◆ **DIRECTIONS**: Which lines below fall between the one containing "render.tick().await;" and the one containing "sensor.abort();"? Repeat them exactly, counting both of those lines, and add nothing else.

-------- EXCERPTED DATA

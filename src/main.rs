// Demo runner for the `tpx_viewer` library.
//
// Feeds synthetic detector frames through the capture workers, simulates a slowly
// tilting device for the scroll speed, and logs per-kind rates once a second.
// `TPX_DEMO_SECONDS` bounds the run (default 10); `RUST_LOG` controls verbosity.

use std::sync::{Arc, Mutex};
use std::time::Duration;

use tpx_viewer::core_modules::classifier::ParticleKind;
use tpx_viewer::core_modules::demo_source::DemoSource;
use tpx_viewer::core_modules::frame_buffer_pool::SharedSurface;
use tpx_viewer::core_modules::motion::{MotionSmoother, Orientation};
use tpx_viewer::core_modules::surface::Compositor;
use tpx_viewer::{CaptureWorkers, ViewerConfig, ViewerPipeline};
use tracing::info;
use tracing_subscriber::EnvFilter;

#[tokio::main]
async fn main() -> anyhow::Result<()> {
    tracing_subscriber::fmt()
        .with_env_filter(EnvFilter::try_from_default_env().unwrap_or_else(|_| EnvFilter::new("info")))
        .init();

    let config = ViewerConfig::from_env();
    let seconds: u64 = std::env::var("TPX_DEMO_SECONDS")
        .ok()
        .and_then(|v| v.parse().ok())
        .unwrap_or(10);
    info!(?config, seconds, "viewer demo starting");

    let surface: SharedSurface = Arc::new(Mutex::new(Compositor::new(
        config.detector_width,
        config.detector_height,
    )));
    let smoother = Arc::new(MotionSmoother::new(config.smoothing));
    let mut pipeline = ViewerPipeline::new(config.clone(), surface, &smoother);
    let mut workers = CaptureWorkers::new(Arc::clone(pipeline.pool()), config.worker_count());

    // Attitude simulation: a gentle pitch oscillation sampled at 50 Hz.
    let sensor = {
        let smoother = Arc::clone(&smoother);
        tokio::spawn(async move {
            let mut interval = tokio::time::interval(Duration::from_millis(20));
            let mut t = 0.0_f64;
            loop {
                interval.tick().await;
                t += 0.02;
                smoother.sample(Orientation::new(0.0, 0.3 * (t * 0.5).sin(), 0.05 * t.sin()));
            }
        })
    };

    let mut source = DemoSource::new(
        config.detector_width.min(u16::MAX as u32) as u16,
        config.detector_height.min(u16::MAX as u32) as u16,
        0x5EED,
    );
    let tick_hz = config.tick_hz.max(1.0);
    let dt = 1.0 / tick_hz;
    let mut render = tokio::time::interval(Duration::from_secs_f64(dt));
    let total_ticks = (seconds as f64 * tick_hz) as u64;

    for tick in 0..total_ticks {
        render.tick().await;

        // Roughly one frame every other tick.
        if tick % 2 == 0 {
            let (_, frame) = source.next_frame();
            workers.submit(frame)?;
        }
        pipeline.drain_workers(&mut workers)?;
        let report = pipeline.tick(dt)?;

        if tick % tick_hz as u64 == 0 {
            let rates: Vec<String> = ParticleKind::ALL
                .iter()
                .map(|&kind| format!("{}={:.2}/s", kind.name(), pipeline.rates().rate_per_second(kind, tick_hz)))
                .collect();
            info!(
                speed = report.speed,
                nodes = pipeline.scene().node_count(),
                held = pipeline.held_frames(),
                rates = %rates.join(" "),
                "viewer status"
            );
        }
    }

    sensor.abort();
    smoother.stop();
    let remaining = workers.shutdown().await;
    info!(stats = ?pipeline.stats(), undrained = remaining.len(), "viewer demo finished");
    Ok(())
}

----------------

◆ **ANSWER BOX**:
        render.tick().await;

        // Roughly one frame every other tick.
        if tick % 2 == 0 {
            let (_, frame) = source.next_frame();
            workers.submit(frame)?;
        }
        pipeline.drain_workers(&mut workers)?;
        let report = pipeline.tick(dt)?;

        if tick % tick_hz as u64 == 0 {
            let rates: Vec<String> = ParticleKind::ALL
                .iter()
                .map(|&kind| format!("{}={:.2}/s", kind.name(), pipeline.rates().rate_per_second(kind, tick_hz)))
                .collect();
            info!(
                speed = report.speed,
                nodes = pipeline.scene().node_count(),
                held = pipeline.held_frames(),
                rates = %rates.join(" "),
                "viewer status"
            );
        }
    }

    sensor.abort();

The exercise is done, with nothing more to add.